Don't switch because of marketing copy. Switch because there's a specific capability gap that's costing you real money or real customers, and you've confirmed the new platform closes it. If your operation is tour-and-activity and Peek Pro is doing the job, the case for switching is weaker. If your operation has grown beyond that scope, the case for one platform across all of it is worth evaluating.
Frequently asked
Peek Pro has been doing tour-and-activity software for a long time. Why look at a newer platform? Tenure in a category is real value — the product is more polished in the areas it's spent time on, and Peek Pro's counter-side work and integrated payments are good examples. The reasons operators look at JetSetGo tend to be scope-driven: an operation that has grown beyond tour-and-activity-only, vehicle inventory in the mix, packaged product across product types, multi-day cabin inventory, or multi-region billing. If those describe your operation, the breadth is worth the look. If they don't, Peek Pro's depth in its category is a real proposition.

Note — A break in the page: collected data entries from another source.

impl Session<'_> {
    async fn send(&self, msg: ServerMessage) {
        self.state.rooms.read().await.send_to(&self.conn, &msg);
    }

    /// Reply first, then fan out, so the actor sees its own result before
    /// the room update it caused.
    async fn finish(&self, outcome: Outcome) {
        let rooms = self.state.rooms.read().await;
        rooms.send_to(&self.conn, &outcome.reply);
        if let Some(state) = outcome.game_state {
            let code = state.room_code.clone();
            rooms.broadcast(&code, &ServerMessage::GameState(Box::new(state)));
        }
        if let Some(ref code) = outcome.room_update {
            rooms.broadcast_room_update(code);
        }
    }

    fn require_unattached(&self) -> Result<(), Failure> {
        match self.role {
            Role::None => Ok(()),
            _ => Err(Failure::new(
                "invalid_request",
                "This connection is already attached to a room",
            )),
        }
    }

    /// The room this connection hosts, checked against the live registry.
    async fn hosted_room(&self) -> Result<String, Failure> {
        let Role::Host(ref code) = self.role else {
            return Err(RoomError::NotHost.into());
        };
        let rooms = self.state.rooms.read().await;
        if !rooms.room_exists(code) {
            return Err(RoomError::RoomNotFound.into());
        }
        if !rooms.is_host(code, &self.conn) {
            return Err(RoomError::NotHost.into());
        }
        Ok(code.clone())
    }

    async fn handle(&mut self, msg: ClientMessage) -> Result<Outcome, Failure> {
        match msg {
            ClientMessage::CreateRoom(create) => {
                self.require_unattached()?;
                let name = validate_player_name(&create.host_name).ok_or(RoomError::InvalidName)?;
                let hosted = self
                    .state
                    .service
                    .create_or_get_room(&self.conn, &name, self.owner.as_deref())
                    .await;
                self.role = Role::Host(hosted.room.code.clone());
                Ok(host_attached(hosted.room, hosted.host_token))
            },
            ClientMessage::ReconnectHost(reconnect) => {
                self.require_unattached()?;
                let room = self
                    .state
                    .service
                    .reconnect_host(&reconnect.token, &self.conn)
                    .await?;
                self.role = Role::Host(room.code.clone());
                Ok(host_attached(room, reconnect.token))
            },
            ClientMessage::JoinRoom(join) => {
                self.require_unattached()?;
                let request = JoinRequest {
                    name: join.player_name,
                    avatar: join.avatar,
                    language: join.language,
                    stored_avatar: None,
                };
                let player = self
                    .state
                    .service
                    .join_room(&join.room_code, &self.conn, request)
                    .await?;
                Ok(self.player_attached(player))
            },
            ClientMessage::ReconnectPlayer(reconnect) => {
                self.require_unattached()?;
                let player = self
                    .state
                    .service
                    .reconnect_player(
                        &reconnect.room_code,
                        &reconnect.token,
                        &self.conn,
                        reconnect.language,
                    )
                    .await?;
                Ok(self.player_attached(player))
            },
            ClientMessage::LeaveRoom => {
                let code = match self.role {
                    Role::None => return Err(RoomError::RoomNotFound.into()),
                    // A host stepping away leaves the room running.
                    Role::Host(_) => self.state.rooms.write().await.leave_room(&self.conn, true),
                    Role::Player(_) => self.state.rooms.write().await.leave_room(&self.conn, false),
                };
                self.role = Role::None;
                let outcome = Outcome::ack("leave_room");
                Ok(match code {
                    Some(code) => outcome.notify(&code),
                    None => outcome,
                })
            },
            ClientMessage::StartGame(start) => {
                let code = self.hosted_room().await?;
                let snapshot = self
                    .state
                    .service
                    .start_game(&code, start.game_type, start.content)
                    .await?;
                Ok(Outcome::ack("start_game")
                    .notify(&code)
                    .with_game_state(&code, Some(snapshot)))
            },
            ClientMessage::EndGame => {
                let code = self.hosted_room().await?;
                let mut rooms = self.state.rooms.write().await;
                rooms.end_game(&code)?;
                Ok(Outcome::ack("end_game").notify(&code))
            },
            ClientMessage::PauseGame => {
                let code = self.hosted_room().await?;
                let mut rooms = self.state.rooms.write().await;
                if !rooms.pause_game(&code)? {
                    return Err(Failure::new("not_allowed", "The game cannot be paused right now"));
                }
                let snapshot = rooms.get_game(&code);
                Ok(Outcome::ack("pause_game")
                    .notify(&code)
                    .with_game_state(&code, snapshot))
            },
            ClientMessage::ResumeGame => {
                let code = self.hosted_room().await?;
                let mut rooms = self.state.rooms.write().await;
                if !rooms.resume_game(&code)? {
                    return Err(Failure::new("not_allowed", "The game is not paused"));
                }
                let snapshot = rooms.get_game(&code);
                Ok(Outcome::ack("resume_game")
                    .notify(&code)
                    .with_game_state(&code, snapshot))
            },
            ClientMessage::EndRoom => {
                let code = self.hosted_room().await?;
                self.state.rooms.write().await.delete_room(&code);
                self.role = Role::None;
                Ok(Outcome::ack("end_room"))
            },
            ClientMessage::UpdateSettings(update) => {
                let code = self.hosted_room().await?;
                let updated = self
                    .state
                    .rooms
                    .write()
                    .await
                    .update_settings(&code, update.settings)
                    .map_err(|e| Failure::new("invalid_settings", e.to_string()))?;
                if !updated {
                    return Err(RoomError::RoomNotFound.into());
                }
                Ok(Outcome::ack("update_settings").notify(&code))
            },
            ClientMessage::SetJukebox(set) => {
                let code = self.hosted_room().await?;
                if !self.state.rooms.write().await.set_jukebox(&code, set.jukebox) {
                    return Err(RoomError::RoomNotFound.into());
                }
                Ok(Outcome::ack("set_jukebox"))
            },
            ClientMessage::GameInput(input) => {
                let Role::Player(ref code) = self.role else {
                    return Err(Failure::new("not_allowed", "Only players send game input"));
                };
                let code = code.clone();
                let accepted = self
                    .state
                    .rooms
                    .write()
                    .await
                    .apply_game_input(&code, &self.conn, &input.input)?;
                if !accepted {
                    return Err(Failure::new("input_rejected", "Input was not accepted"));
                }
                Ok(Outcome::ack("game_input").notify(&code))
            },
        }
    }

    fn player_attached(&mut self, player: PlayerSession) -> Outcome {
        let code = player.room.code.clone();
        self.role = Role::Player(code.clone());
        Outcome::reply(ServerMessage::Joined(Box::new(JoinedMsg {
            player_id: self.conn.clone(),
            player_token: player.token,
            reconnected: player.reconnected,
            session_score: player.session_score,
            room: RoomView::from(&player.room),
        })))
        .notify(&code)
    }
}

We're a tour operator with a retail front. Will JetSetGo's point-of-sale work for us? Yes. Counter sales with card payments, ticket issuance, customer database building, and on-the-day check-in are all core capabilities. The thing JetSetGo adds beyond the tour counter is gangway sales, kiosk traffic, vehicle ferry walk-ups, offline operation, concession recognition at the till, and ticketed pass product redeemable across visits — capabilities that matter when point-of-sale reaches beyond a single counter.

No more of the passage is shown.